Management practices for West syndrome in South Asia: A survey study and meta-analysis

Priyanka Madaan; Prem Chand; Kyaw Linn; Jithangi Wanigasinghe; Mimi Lhamu Mynak; Prakash Poudel; Raili Riikonen; Amit Kumar; Pooja Dhir; Sandeep Negi; Jitendra Kumar Sahu

doi:10.1002/epi4.12419

Management practices for West syndrome in South Asia: A survey study and meta-analysis

Epilepsia Open. 2020 Aug 11;5(3):461-474. doi: 10.1002/epi4.12419. eCollection 2020 Sep.

Authors

Affiliations

¹ Pediatric Neurology Unit Department of Pediatrics Postgraduate Institute of Medical Education and Research Chandigarh India.
² Aga Khan University Karachi Pakistan.
³ Pediatric Neurology Unit Yangon Children Hospital Yangon Myanmar.
⁴ Department of Paediatrics University of Colombo Colombo Sri Lanka.
⁵ Department of Pediatrics Jigme Dorji Wangchuck National Referral Hospital Thimphu Bhutan.
⁶ Department of Pediatrics B.P. Koirala Institute of Health Sciences Dharan Nepal.
⁷ Child Neurology Children's Hospital University of Eastern Finland and Kuopio University Hospital Kuopio Finland.
⁸ Department of Neurology All India Institute of Medical Sciences New Delhi India.

Abstract

Objectives: Considering the dearth of literature on West syndrome (WS) from South Asian countries, this study aimed to evaluate the management practices in South Asia by an online survey and meta-analysis.

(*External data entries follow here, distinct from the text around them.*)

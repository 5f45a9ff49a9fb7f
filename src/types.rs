//! Convenience types shared by the server, planner and resources.

use std::time::Duration;

use serde::{Deserialize, Serialize};

use crate::error::ProviderError;

/// A change to a single attribute during a plan.
#[derive(Debug, Clone, PartialEq, Eq, Serialize, Deserialize)]
pub struct AttributeChange {
    /// Dotted path to the attribute, e.g. `db_home.0.display_name`.
    pub path: String,
    /// The value before the change (None if creating).
    pub before: Option<serde_json::Value>,
    /// The value after the change (None if deleting).
    pub after: Option<serde_json::Value>,
}

impl AttributeChange {
    /// Create a new attribute change.
    pub fn new(
        path: impl Into<String>,
        before: Option<serde_json::Value>,
        after: Option<serde_json::Value>,
    ) -> Self {
        Self {
            path: path.into(),
            before,
            after,
        }
    }

    /// Create a change for a new attribute.
    pub fn added(path: impl Into<String>, value: serde_json::Value) -> Self {
        Self::new(path, None, Some(value))
    }

    /// Create a change for a removed attribute.
    pub fn removed(path: impl Into<String>, value: serde_json::Value) -> Self {
        Self::new(path, Some(value), None)
    }

    /// Create a change for a modified attribute.
    pub fn modified(
        path: impl Into<String>,
        before: serde_json::Value,
        after: serde_json::Value,
    ) -> Self {
        Self::new(path, Some(before), Some(after))
    }
}

fn decode_optional(bytes: &[u8]) -> Option<serde_json::Value> {
    if bytes.is_empty() {
        None
    } else {
        serde_json::from_slice(bytes).ok()
    }
}

fn encode_optional(value: Option<serde_json::Value>) -> Vec<u8> {
    value
        .and_then(|v| serde_json::to_vec(&v).ok())
        .unwrap_or_default()
}

impl From<crate::generated::AttributeChange> for AttributeChange {
    fn from(proto: crate::generated::AttributeChange) -> Self {
        Self {
            path: proto.path,
            before: decode_optional(&proto.before),
            after: decode_optional(&proto.after),
        }
    }
}

impl From<AttributeChange> for crate::generated::AttributeChange {
    fn from(change: AttributeChange) -> Self {
        Self {
            path: change.path,
            before: encode_optional(change.before),
            after: encode_optional(change.after),
        }
    }
}

/// The result of a plan operation.
#[derive(Debug, Clone, PartialEq, Serialize, Deserialize)]
pub struct PlanResult {
    /// The planned state after the operation.
    pub planned_state: serde_json::Value,
    /// The list of attribute changes.
    pub changes: Vec<AttributeChange>,
    /// Whether the resource must be destroyed and created again.
    pub requires_replace: bool,
}

impl PlanResult {
    /// Create a plan result with no changes.
    pub fn no_change(state: serde_json::Value) -> Self {
        Self {
            planned_state: state,
            changes: Vec::new(),
            requires_replace: false,
        }
    }

    /// Create a plan result with changes.
    pub fn with_changes(
        planned_state: serde_json::Value,
        changes: Vec<AttributeChange>,
        requires_replace: bool,
    ) -> Self {
        Self {
            planned_state,
            changes,
            requires_replace,
        }
    }

    /// Whether the plan changes anything.
    pub fn has_changes(&self) -> bool {
        !self.changes.is_empty()
    }
}

/// An imported resource.
#[derive(Debug, Clone, PartialEq, Serialize, Deserialize)]
pub struct ImportedResource {
    /// The resource type.
    pub resource_type: String,
    /// The imported state.
    pub state: serde_json::Value,
}

impl ImportedResource {
    /// Create a new imported resource.
    pub fn new(resource_type: impl Into<String>, state: serde_json::Value) -> Self {
        Self {
            resource_type: resource_type.into(),
            state,
        }
    }
}

/// Provider metadata returned by GetMetadata.
#[derive(Debug, Clone, PartialEq, Eq, Serialize, Deserialize, Default)]
pub struct ProviderMetadata {
    /// List of resource type names.
    pub resources: Vec<String>,
    /// List of data source type names.
    pub data_sources: Vec<String>,
    /// Server capabilities.
    pub capabilities: ServerCapabilities,
}

/// Server capability flags.
#[derive(Debug, Clone, Copy, PartialEq, Eq, Serialize, Deserialize, Default)]
pub struct ServerCapabilities {
    /// Whether the provider supports planning destroy operations.
    pub plan_destroy: bool,
}

/// Version of the plugin handshake line format.
pub const CORE_PROTOCOL_VERSION: u32 = 1;

/// Version of the provider gRPC protocol served by this binary.
pub const PROTOCOL_VERSION: u32 = 1;

/// Environment variable the host sets before launching a plugin.
pub const MAGIC_COOKIE_KEY: &str = "TF_PLUGIN_MAGIC_COOKIE";

/// Expected value of [`MAGIC_COOKIE_KEY`].
pub const MAGIC_COOKIE_VALUE: &str =
    "d602bf8f470bc67ca7faa0386276bbdd4330efaf76d1a219cb4d6991ca9872b2";

/// Build the handshake line printed to stdout once the server is listening.
///
/// Format: `<core version>|<app version>|tcp|<address>|grpc`.
pub fn handshake_line(addr: &std::net::SocketAddr) -> String {
    format!(
        "{}|{}|tcp|{}|grpc",
        CORE_PROTOCOL_VERSION, PROTOCOL_VERSION, addr
    )
}

/// Default timeout for every resource operation.
pub const DEFAULT_TIMEOUT: Duration = Duration::from_secs(20 * 60);

/// Per-operation timeouts for a resource.
#[derive(Debug, Clone, Copy, PartialEq, Eq)]
pub struct ResourceTimeouts {
    /// Create timeout.
    pub create: Duration,
    /// Update timeout.
    pub update: Duration,
    /// Delete timeout.
    pub delete: Duration,
}

impl Default for ResourceTimeouts {
    fn default() -> Self {
        Self::uniform(DEFAULT_TIMEOUT)
    }
}

impl ResourceTimeouts {
    /// The same timeout for every operation.
    pub const fn uniform(timeout: Duration) -> Self {
        Self {
            create: timeout,
            update: timeout,
            delete: timeout,
        }
    }

    /// Apply a `timeouts` block from configuration on top of these defaults.
    ///
    /// Missing or empty entries keep the default; malformed ones are errors.
    pub fn with_overrides(
        mut self,
        block: Option<&serde_json::Value>,
    ) -> Result<Self, ProviderError> {
        let Some(block) = block.and_then(timeouts_object) else {
            return Ok(self);
        };
        for (key, slot) in [
            ("create", &mut self.create),
            ("update", &mut self.update),
            ("delete", &mut self.delete),
        ] {
            if let Some(raw) = block.get(key).and_then(|v| v.as_str()) {
                if !raw.is_empty() {
                    *slot = parse_duration(raw).map_err(|e| {
                        ProviderError::Validation(format!("timeouts.{}: {}", key, e.message()))
                    })?;
                }
            }
        }
        Ok(self)
    }
}

// A single `timeouts` block may arrive as an object or a one-element list.
fn timeouts_object(
    value: &serde_json::Value,
) -> Option<&serde_json::Map<String, serde_json::Value>> {
    match value {
        serde_json::Value::Object(map) => Some(map),
        serde_json::Value::Array(items) => items.first().and_then(|v| v.as_object()),
        _ => None,
    }
}

/// Parse a Go-style duration string such as `"2h"`, `"1h30m"`, `"90s"` or
/// `"1.5h"`. Supported units: `h`, `m`, `s`, `ms`.
pub fn parse_duration(input: &str) -> Result<Duration, ProviderError> {
    let invalid = || ProviderError::Validation(format!("invalid duration \"{}\"", input));
    let s = input.trim();
    if s.is_empty() {
        return Err(invalid());
    }
    if s == "0" {
        return Ok(Duration::ZERO);
    }

    let mut total = 0f64;
    let mut rest = s;
    while !rest.is_empty() {
        let num_len = rest
            .find(|c: char| !(c.is_ascii_digit() || c == '.'))
            .ok_or_else(invalid)?;
        if num_len == 0 {
            return Err(invalid());
        }
        let value: f64 = rest[..num_len].parse().map_err(|_| invalid())?;
        rest = &rest[num_len..];

        let unit_len = rest
            .find(|c: char| c.is_ascii_digit() || c == '.')
            .unwrap_or(rest.len());
        total += match &rest[..unit_len] {
            "h" => value * 3600.0,
            "m" => value * 60.0,
            "s" => value,
            "ms" => value / 1000.0,
            _ => return Err(invalid()),
        };
        rest = &rest[unit_len..];
    }
    Ok(Duration::from_secs_f64(total))
}

#[cfg(test)]
mod tests {
    use super::*;
    use rstest::rstest;
    use serde_json::json;

    #[test]
    fn test_attribute_change_constructors() {
        let added = AttributeChange::added("display_name", json!("tfDbSystem"));
        assert!(added.before.is_none());
        assert_eq!(added.after, Some(json!("tfDbSystem")));

        let removed = AttributeChange::removed("id", json!("ocid1.dbsystem.oc1..a"));
        assert_eq!(removed.before, Some(json!("ocid1.dbsystem.oc1..a")));
        assert!(removed.after.is_none());

        let modified = AttributeChange::modified("cpu_core_count", json!(2), json!(4));
        assert_eq!(modified.before, Some(json!(2)));
        assert_eq!(modified.after, Some(json!(4)));
    }

    #[test]
    fn test_attribute_change_proto_conversion_keeps_missing_sides_empty() {
        let change = AttributeChange::added("shape", json!("BM.DenseIO2.52"));
        let proto: crate::generated::AttributeChange = change.clone().into();
        assert!(proto.before.is_empty());
        assert_eq!(proto.after, br#""BM.DenseIO2.52""#.to_vec());

        let back: AttributeChange = proto.into();
        assert_eq!(back, change);
    }

    #[test]
    fn test_plan_result() {
        let no_change = PlanResult::no_change(json!({"id": "123"}));
        assert!(!no_change.has_changes());
        assert!(!no_change.requires_replace);

        let replace = PlanResult::with_changes(
            json!({"id": "123", "shape": "VM.Standard2.1"}),
            vec![AttributeChange::modified(
                "shape",
                json!("VM.Standard1.1"),
                json!("VM.Standard2.1"),
            )],
            true,
        );
        assert!(replace.has_changes());
        assert!(replace.requires_replace);
    }

    #[test]
    fn test_handshake_line() {
        let addr: std::net::SocketAddr = "127.0.0.1:4321".parse().unwrap();
        assert_eq!(handshake_line(&addr), "1|1|tcp|127.0.0.1:4321|grpc");
    }

    #[rstest]
    #[case("2h", 7200)]
    #[case("90m", 5400)]
    #[case("1h30m", 5400)]
    #[case("45s", 45)]
    #[case("1.5h", 5400)]
    #[case("0", 0)]
    fn test_parse_duration(#[case] input: &str, #[case] seconds: u64) {
        assert_eq!(parse_duration(input).unwrap(), Duration::from_secs(seconds));
    }

    #[test]
    fn test_parse_duration_millis() {
        assert_eq!(parse_duration("1500ms").unwrap(), Duration::from_millis(1500));
    }

    #[rstest]
    #[case("")]
    #[case("10")]
    #[case("h")]
    #[case("3d")]
    #[case("1h-5m")]
    fn test_parse_duration_rejects(#[case] input: &str) {
        assert!(parse_duration(input).is_err());
    }

    #[test]
    fn test_timeouts_overrides() {
        let defaults = ResourceTimeouts::uniform(Duration::from_secs(2 * 3600));
        let block = json!({"create": "3h", "update": "", "delete": null});
        let timeouts = defaults.with_overrides(Some(&block)).unwrap();
        assert_eq!(timeouts.create, Duration::from_secs(3 * 3600));
        assert_eq!(timeouts.update, Duration::from_secs(2 * 3600));
        assert_eq!(timeouts.delete, Duration::from_secs(2 * 3600));

        let listed = json!([{"delete": "30m"}]);
        let timeouts = ResourceTimeouts::default().with_overrides(Some(&listed)).unwrap();
        assert_eq!(timeouts.delete, Duration::from_secs(30 * 60));
        assert_eq!(timeouts.create, DEFAULT_TIMEOUT);

        let bad = json!({"create": "soon"});
        assert!(ResourceTimeouts::default().with_overrides(Some(&bad)).is_err());
    }
}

Methods: An online questionnaire was sent to 223 pediatric neurologists/pediatricians in India, Pakistan, Myanmar, Sri Lanka, Bhutan, Nepal, and Bangladesh. Their responses were evaluated and supplemented by a meta-analysis.

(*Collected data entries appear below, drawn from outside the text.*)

impl<P: ProviderService> ProviderTester<P> {
    /// Create a new tester for the given provider.
    pub fn new(provider: P) -> Self {
        Self { provider }
    }

    /// Get a reference to the underlying provider.
    pub fn provider(&self) -> &P {
        &self.provider
    }

    // =========================================================================
    // Schema & Metadata
    // =========================================================================

    /// Get the provider's schema.
    pub fn schema(&self) -> ProviderSchema {
        self.provider.schema()
    }

    /// Get the list of resource type names.
    pub fn resource_types(&self) -> Vec<String> {
        self.provider.metadata().resources
    }

    /// Get the list of data source type names.
    pub fn data_source_types(&self) -> Vec<String> {
        self.provider.metadata().data_sources
    }

    // =========================================================================
    // Provider Lifecycle
    // =========================================================================

    /// Validate provider configuration.
    ///
    /// Returns `Err` with the error diagnostics if there are any.
    pub async fn validate_provider_config(&self, config: Value) -> Result<(), TestError> {
        let diagnostics = self.provider.validate_provider_config(config).await?;
        check_diagnostics(diagnostics)
    }

    /// Configure the provider.
    pub async fn configure(&self, config: Value) -> Result<(), TestError> {
        let diagnostics = self.provider.configure(config).await?;
        check_diagnostics(diagnostics)
    }

    // =========================================================================
    // Resource Operations
    // =========================================================================

    /// Validate a resource configuration.
    pub async fn validate_resource_config(
        &self,
        resource_type: &str,
        config: Value,
    ) -> Result<(), TestError> {
        let diagnostics = self
            .provider
            .validate_resource_config(resource_type, config)
            .await?;
        check_diagnostics(diagnostics)
    }

    /// Plan a resource creation (no prior state).
    pub async fn plan_create(
        &self,
        resource_type: &str,
        proposed_state: Value,
    ) -> Result<PlanResult, ProviderError> {
        self.provider
            .plan(resource_type, None, proposed_state.clone(), proposed_state)
            .await
    }

    /// Plan a resource update.
    pub async fn plan_update(
        &self,
        resource_type: &str,
        prior_state: Value,
        proposed_state: Value,
    ) -> Result<PlanResult, ProviderError> {
        self.provider
            .plan(
                resource_type,
                Some(prior_state),
                proposed_state.clone(),
                proposed_state,
            )
            .await
    }

    /// Plan a resource deletion.
    pub async fn plan_delete(
        &self,
        resource_type: &str,
        prior_state: Value,
    ) -> Result<PlanResult, ProviderError> {
        self.provider
            .plan(resource_type, Some(prior_state), Value::Null, Value::Null)
            .await
    }

    /// Create a new resource.
    pub async fn create(
        &self,
        resource_type: &str,
        planned_state: Value,
    ) -> Result<Value, ProviderError> {
        self.provider.create(resource_type, planned_state).await
    }

    /// Read the current state of a resource.
    pub async fn read(
        &self,
        resource_type: &str,
        current_state: Value,
    ) -> Result<Value, ProviderError> {
        self.provider.read(resource_type, current_state).await
    }

    /// Update an existing resource.
    pub async fn update(
        &self,
        resource_type: &str,
        prior_state: Value,
        planned_state: Value,
    ) -> Result<Value, ProviderError> {
        self.provider
            .update(resource_type, prior_state, planned_state)
            .await
    }

    /// Delete a resource.
    pub async fn delete(
        &self,
        resource_type: &str,
        current_state: Value,
    ) -> Result<(), ProviderError> {
        self.provider.delete(resource_type, current_state).await
    }

    /// Import an existing resource.
    pub async fn import_resource(
        &self,
        resource_type: &str,
        id: &str,
    ) -> Result<Vec<ImportedResource>, ProviderError> {
        self.provider.import_resource(resource_type, id).await
    }

    /// Upgrade resource state from an older schema version.
    pub async fn upgrade_resource_state(
        &self,
        resource_type: &str,
        version: i64,
        state: Value,
    ) -> Result<Value, ProviderError> {
        self.provider
            .upgrade_resource_state(resource_type, version, state)
            .await
    }

    // =========================================================================
    // Data Source Operations
    // =========================================================================

    /// Validate a data source configuration.
    pub async fn validate_data_source_config(
        &self,
        data_source_type: &str,
        config: Value,
    ) -> Result<(), TestError> {
        let diagnostics = self
            .provider
            .validate_data_source_config(data_source_type, config)
            .await?;
        check_diagnostics(diagnostics)
    }

    /// Read data from a data source.
    pub async fn read_data_source(
        &self,
        data_source_type: &str,
        config: Value,
    ) -> Result<Value, ProviderError> {
        self.provider
            .read_data_source(data_source_type, config)
            .await
    }

    // =========================================================================
    // Lifecycle Helpers
    // =========================================================================

    /// Plan, create, then read back. Returns the state after the read.
    pub async fn lifecycle_create(
        &self,
        resource_type: &str,
        config: Value,
    ) -> Result<Value, ProviderError> {
        let plan = self.plan_create(resource_type, config).await?;
        let created = self.create(resource_type, plan.planned_state).await?;
        self.read(resource_type, created).await
    }

    /// Plan against `prior_state`, then apply the plan the way the host
    /// would: in place, or by replacing the resource when a force-new
    /// attribute changed. Returns the plan and the state after a read.
    pub async fn lifecycle_apply(
        &self,
        resource_type: &str,
        prior_state: Value,
        config: Value,
    ) -> Result<(PlanResult, Value), ProviderError> {
        let plan = self
            .plan_update(resource_type, prior_state.clone(), config.clone())
            .await?;
        let state = if plan.requires_replace {
            self.delete(resource_type, prior_state).await?;
            self.lifecycle_create(resource_type, config).await?
        } else {
            let updated = self
                .update(resource_type, prior_state, plan.planned_state.clone())
                .await?;
            self.read(resource_type, updated).await?
        };
        Ok((plan, state))
    }

    /// Plan a delete, then delete.
    pub async fn lifecycle_delete(
        &self,
        resource_type: &str,
        current_state: Value,
    ) -> Result<(), ProviderError> {
        self.plan_delete(resource_type, current_state.clone())
            .await?;
        self.delete(resource_type, current_state).await
    }
}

Results: Of 125 responses received (response rate: 56%), around 60% of responders observed male preponderance and an approximate lead-time-to-treatment (LTTT) of 4-12 weeks. The commonest etiology observed was a static structural insult (88.6% of responders). Most commonly used first-line drug (country-wise) was as follows: India-adrenocorticotropin hormone (ACTH, 50%); Pakistan-oral steroids (45.5%); Myanmar, Sri Lanka, and Nepal-oral steroids (94.4%); Bangladesh-ACTH (2/2); Bhutan-vigabatrin (3/5). ACTH and vigabatrin are not available in Myanmar and Nepal. The most commonly used regime for ACTH was maximal-dose-at-initiation-regime in India, Sri Lanka, and Bangladesh and gradually escalating-regime in Pakistan. Maximum dose of prednisolone was variable-most common response from India: 3-4 mg/kg/d; Pakistan, Bhutan, and Bangladesh: 2 mg/kg/d; Sri Lanka, Nepal, and Myanmar: 5-8 mg/kg/d or 60 mg/d. The total duration of hormonal therapy (including tapering) ranged from 4 to 12 weeks (67/91). Most responders considered cessation of spasms for four weeks as complete response (54/111) and advised electroencephalography (EEG; 104/123) to check for hypsarrhythmia resolution. Difficult access to pediatric EEG in Bhutan and Nepal is concerning. More than 95% of responders felt a need for more awareness. The meta-analysis supported the preponderance of male gender (68%; confidence interval [CI]: 64%-73%), structural etiology(80%; CI 73%-86%), longer LTTT (2.4 months; CI 2.1-2.6 months), and low response rate to hormonal therapy(18% and 28% for ACTH and oral steroids respectively) in WS in South Asia.

Significance: This study highlights the practices and challenges in the management of WS in South Asia. These include a preponderance of male gender and structural etiology, a longer LTTT, difficult access to pediatric EEG, nonavailability of ACTH and vigabatrin in some countries, and low effectiveness of hormonal therapy in this region.

Keywords: Asia; epileptic spasms; hypsarrhythmia; infantile spasms; low middle‐income countries.